Le budget 2026 : un texte à forte portée symbolique
L’adoption du projet de loi de financement de la sécurité sociale (PLFSS) a montré que des compromis restent possibles avec une partie du bloc de gauche. Cette ouverture a toutefois déclenché une réaction de la droite et du « bloc central », qui se sont montrés peu disposés à accepter des concessions sur le budget 2026, perçu comme un enjeu majeur.
La politiste souligne que le budget conserve une valeur symbolique et politique forte. Pour plusieurs formations, céder sur ce type de texte revient à renoncer à des positions de principe. C’est ce raisonnement qui a accentué la crispation au sein de l’hémicycle.
Par ailleurs, Carole Bachelot pointe des éléments structurels qui ont compliqué la discussion législative : des tensions entre le gouvernement et la droite sénatoriale, des contraintes calendaires qui ont empêché l’Assemblée d’examiner l’ensemble du budget, et un calendrier électoral qui polarise les acteurs.

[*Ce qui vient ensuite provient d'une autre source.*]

//! Internal Diesel row structs for database operations.
//!
//! These types are implementation details of the persistence layer and must
//! never be exposed to the domain. They exist solely to satisfy Diesel's
//! type requirements for queries and mutations.

use chrono::{DateTime, Utc};
use diesel::prelude::*;
use uuid::Uuid;

use super::schema::{orders, users};

/// Row struct for reading from the users table.
#[derive(Debug, Clone, Queryable, Selectable)]
#[diesel(table_name = users)]
#[diesel(check_for_backend(diesel::pg::Pg))]
pub(crate) struct UserRow {
    pub id: Uuid,
    pub email: String,
    pub password_digest: String,
    pub role: String,
    pub created_at: DateTime<Utc>,
    pub updated_at: DateTime<Utc>,
}

/// Insertable struct for creating new user records.
#[derive(Debug, Clone, Insertable)]
#[diesel(table_name = users)]
pub(crate) struct NewUserRow<'a> {
    pub id: Uuid,
    pub email: &'a str,
    pub password_digest: &'a str,
    pub role: &'a str,
    pub created_at: DateTime<Utc>,
    pub updated_at: DateTime<Utc>,
}

/// Changeset applied when an identity changes its password.
#[derive(Debug, Clone, AsChangeset)]
#[diesel(table_name = users)]
pub(crate) struct UserPasswordUpdate<'a> {
    pub password_digest: &'a str,
    pub updated_at: DateTime<Utc>,
}

// ---------------------------------------------------------------------------
// Order models
// ---------------------------------------------------------------------------

/// Row struct for reading from the orders table.
#[derive(Debug, Clone, Queryable, Selectable)]
#[diesel(table_name = orders)]
#[diesel(check_for_backend(diesel::pg::Pg))]
pub(crate) struct OrderRow {
    pub id: Uuid,
    pub client_id: Uuid,
    pub origin_latitude: f64,
    pub origin_longitude: f64,
    pub destination_latitude: f64,
    pub destination_longitude: f64,
    pub origin_street: String,
    pub origin_zip_code: String,
    pub origin_ext_num: String,
    pub origin_int_num: Option<String>,
    pub origin_city: String,
    pub origin_state: String,
    pub origin_country: String,
    pub destination_street: String,
    pub destination_zip_code: String,
    pub destination_ext_num: String,
    pub destination_int_num: Option<String>,
    pub destination_city: String,
    pub destination_state: String,
    pub destination_country: String,
    pub product_quantity: i32,
    pub total_weight: f64,
    pub package_size: String,
    pub status: String,
    pub revision: i32,
    pub created_at: DateTime<Utc>,
    pub updated_at: DateTime<Utc>,
}

/// Insertable struct for creating new order records.
#[derive(Debug, Clone, Insertable)]
#[diesel(table_name = orders)]
pub(crate) struct NewOrderRow<'a> {
    pub id: Uuid,
    pub client_id: Uuid,
    pub origin_latitude: f64,
    pub origin_longitude: f64,
    pub destination_latitude: f64,
    pub destination_longitude: f64,
    pub origin_street: &'a str,
    pub origin_zip_code: &'a str,
    pub origin_ext_num: &'a str,
    pub origin_int_num: Option<&'a str>,
    pub origin_city: &'a str,
    pub origin_state: &'a str,
    pub origin_country: &'a str,
    pub destination_street: &'a str,
    pub destination_zip_code: &'a str,
    pub destination_ext_num: &'a str,
    pub destination_int_num: Option<&'a str>,
    pub destination_city: &'a str,
    pub destination_state: &'a str,
    pub destination_country: &'a str,
    pub product_quantity: i32,
    pub total_weight: f64,
    pub package_size: &'a str,
    pub status: &'a str,
    pub revision: i32,
    pub created_at: DateTime<Utc>,
    pub updated_at: DateTime<Utc>,
}

/// Changeset applied by a status transition.
#[derive(Debug, Clone, AsChangeset)]
#[diesel(table_name = orders)]
pub(crate) struct OrderStatusUpdate<'a> {
    pub status: &'a str,
    pub revision: i32,
    pub updated_at: DateTime<Utc>,
}
//! Embedded schema migrations applied at start-up.

use diesel::Connection;
use diesel::pg::PgConnection;
use diesel_migrations::{EmbeddedMigrations, MigrationHarness, embed_migrations};
use tracing::info;

/// Migrations from the `backend/migrations` directory.
pub const MIGRATIONS: EmbeddedMigrations = embed_migrations!("migrations");

/// Failures while bringing the schema up to date.
#[derive(Debug, Clone, PartialEq, Eq, thiserror::Error)]
pub enum MigrationError {
    #[error("failed to connect for migrations: {message}")]
    Connect { message: String },
    #[error("failed to apply migrations: {message}")]
    Apply { message: String },
    #[error("migration task did not complete: {message}")]
    Join { message: String },
}

/// Apply every pending migration and return how many ran.
///
/// Diesel's migration harness is synchronous, so the work runs on the
/// blocking pool with a dedicated connection.
pub async fn run_pending_migrations(database_url: &str) -> Result<usize, MigrationError> {
    let database_url = database_url.to_owned();
    let applied = tokio::task::spawn_blocking(move || {
        let mut conn =
            PgConnection::establish(&database_url).map_err(|err| MigrationError::Connect {
                message: err.to_string(),
            })?;
        conn.run_pending_migrations(MIGRATIONS)
            .map(|versions| versions.len())
            .map_err(|err| MigrationError::Apply {
                message: err.to_string(),
            })
    })
    .await
    .map_err(|err| MigrationError::Join {
        message: err.to_string(),
    })??;

    info!(applied, "database migrations applied");
    Ok(applied)
}
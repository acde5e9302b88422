//! Shared HTTP adapter state.
//!
//! HTTP handlers accept this state via `actix_web::web::Data` so they only
//! depend on domain ports (use-cases) and remain testable without I/O.

use std::sync::Arc;

use crate::domain::AuthorizationGate;
use crate::domain::ports::{AuthCommand, OrderCommand, OrderQuery, TokenService};

/// Parameter object bundling all port implementations for HTTP handlers.
#[derive(Clone)]
pub struct HttpStatePorts {
    pub auth: Arc<dyn AuthCommand>,
    pub orders: Arc<dyn OrderCommand>,
    pub orders_query: Arc<dyn OrderQuery>,
    pub tokens: Arc<dyn TokenService>,
}

/// Dependency bundle for HTTP handlers and the authorization middleware.
#[derive(Clone)]
pub struct HttpState {
    pub auth: Arc<dyn AuthCommand>,
    pub orders: Arc<dyn OrderCommand>,
    pub orders_query: Arc<dyn OrderQuery>,
    pub gate: AuthorizationGate,
}

impl From<HttpStatePorts> for HttpState {
    fn from(ports: HttpStatePorts) -> Self {
        Self::new(ports)
    }
}

impl HttpState {
    /// Construct state from a ports bundle.
    pub fn new(ports: HttpStatePorts) -> Self {
        let HttpStatePorts {
            auth,
            orders,
            orders_query,
            tokens,
        } = ports;
        Self {
            auth,
            orders,
            orders_query,
            gate: AuthorizationGate::new(tokens),
        }
    }
}
//! Geographic adapters for the `CoordinateService` port.

mod haversine;

pub use haversine::{EARTH_RADIUS_KM, HaversineCoordinateService};
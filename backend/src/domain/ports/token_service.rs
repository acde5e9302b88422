//! Port for issuing and verifying signed identity tokens.

use crate::domain::{IssuedToken, TokenClaims, User};

use super::define_port_error;

define_port_error! {
    /// Failures raised by token adapters.
    pub enum TokenError {
        /// The token could not be signed.
        Signing { message: String } => "failed to sign token: {message}",
        /// Signature, algorithm or claim shape is wrong.
        Invalid { message: String } => "invalid token: {message}",
        /// The token is past its expiry.
        Expired => "token has expired",
    }
}

/// Signs identity tokens and checks them on the way back in.
///
/// Verification parses the role into [`crate::domain::Role`]; an unknown role
/// makes the whole token invalid.
#[cfg_attr(test, mockall::automock)]
pub trait TokenService: Send + Sync {
    /// Sign a token carrying the user's id, email and role.
    fn issue(&self, user: &User) -> Result<IssuedToken, TokenError>;

    /// Check signature, claim shape and expiry, returning the claims.
    fn verify(&self, token: &str) -> Result<TokenClaims, TokenError>;
}
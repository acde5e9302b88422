//! Test helpers for inbound HTTP components.

use std::sync::Arc;

use chrono::{TimeDelta, Utc};

use crate::domain::ports::{
    MockAuthCommand, MockOrderCommand, MockOrderQuery, MockTokenService, TokenError,
};
use crate::domain::{AuthenticatedUser, Email, Role, TokenClaims, UserId};
use crate::inbound::http::state::{HttpState, HttpStatePorts};

/// Token accepted by [`MockPorts::accept_tokens`].
pub const ADMIN_TOKEN: &str = "admin-token";
pub const CLIENT_TOKEN: &str = "client-token";

/// Mocked driving ports plus the token verifier used by the auth middleware.
#[derive(Default)]
pub struct MockPorts {
    pub auth: MockAuthCommand,
    pub orders: MockOrderCommand,
    pub orders_query: MockOrderQuery,
    pub tokens: MockTokenService,
}

impl MockPorts {
    /// Accept [`ADMIN_TOKEN`] and [`CLIENT_TOKEN`] for the given identities and
    /// reject everything else as invalid.
    pub fn accept_tokens(&mut self, admin: &AuthenticatedUser, client: &AuthenticatedUser) {
        let admin = claims_for(admin);
        let client = claims_for(client);
        self.tokens.expect_verify().returning(move |token| match token {
            ADMIN_TOKEN => Ok(admin.clone()),
            CLIENT_TOKEN => Ok(client.clone()),
            _ => Err(TokenError::invalid("signature mismatch")),
        });
    }

    pub fn into_state(self) -> HttpState {
        HttpState::new(HttpStatePorts {
            auth: Arc::new(self.auth),
            orders: Arc::new(self.orders),
            orders_query: Arc::new(self.orders_query),
            tokens: Arc::new(self.tokens),
        })
    }
}

pub fn user(role: Role, email: &str) -> AuthenticatedUser {
    AuthenticatedUser {
        user_id: UserId::random(),
        email: Email::new(email).expect("valid email"),
        role,
    }
}

pub fn admin() -> AuthenticatedUser {
    user(Role::Admin, "ops@example.com")
}

pub fn client() -> AuthenticatedUser {
    user(Role::Client, "ada@example.com")
}

fn claims_for(user: &AuthenticatedUser) -> TokenClaims {
    let now = Utc::now();
    TokenClaims {
        subject: user.user_id.clone(),
        email: user.email.clone(),
        role: user.role,
        issued_at: now,
        expires_at: now + TimeDelta::hours(1),
    }
}

pub fn bearer(token: &str) -> (&'static str, String) {
    ("authorization", format!("Bearer {token}"))
}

Polarisation accrue par le calendrier électoral
Le rapprochement des échéances municipales et présidentielle contribue, selon elle, à durcir les positions. Les partis tendent à se recentrer sur des postures de compétition nationale, ce qui réduit les marges pour les compromis locaux ou techniques. Cette dynamique a nourri le blocage évoqué par la politiste.
Dans ce contexte, les acteurs politiques privilégient souvent la stratégie électorale à court terme plutôt que la recherche d’accords parlementaires stables. Les calculs politiques accroissent ainsi la complexité des majorités temporaires nécessaires pour faire voter des textes sensibles.
État des forces : la Macronie, la droite et la gauche
Carole Bachelot évalue la situation des principales familles politiques sans établir de jugement définitif. Elle note que la Macronie, privée d’une assise parlementaire solide, doit composer et négocier plus fréquemment. Cette nécessité de conciliation peut affaiblir sa capacité à imposer une feuille de route cohérente.
La droite, pour sa part, a adopté une posture de fermeté sur des sujets symboliques comme le budget. Cette attitude reflète un calcul politique : ne pas apparaître comme la force qui facilite l’action gouvernementale sur des mesures contestées.
La gauche, ou du moins une partie de celle-ci, a démontré qu’elle pouvait peser sur l’agenda législatif en acceptant des compromis ciblés. Ces accords ponctuels ont permis l’adoption de certains textes, mais n’ont pas suffi à stabiliser durablement l’ensemble du processus budgétaire.
La politiste insiste sur le caractère transitoire de ces équilibres : les compromis réussis sur un texte ne garantissent pas une coopération durable, surtout lorsque les enjeux électoraux s’intensifient.
Enfin, Carole Bachelot replace ces constats dans le cadre de son ouvrage collectif, qui propose des outils pour analyser la dynamique des partis et leurs interactions. Son analyse privilégie une lecture institutionnelle et stratégique des conflits observés, sans préjuger des évolutions à venir.
En somme, l’année politique analysée par la professeure met en lumière les limites de l’action gouvernementale en l’absence d’une majorité stable, la valeur symbolique des textes budgétaires et l’impact du calendrier électoral sur la capacité des partis à négocier.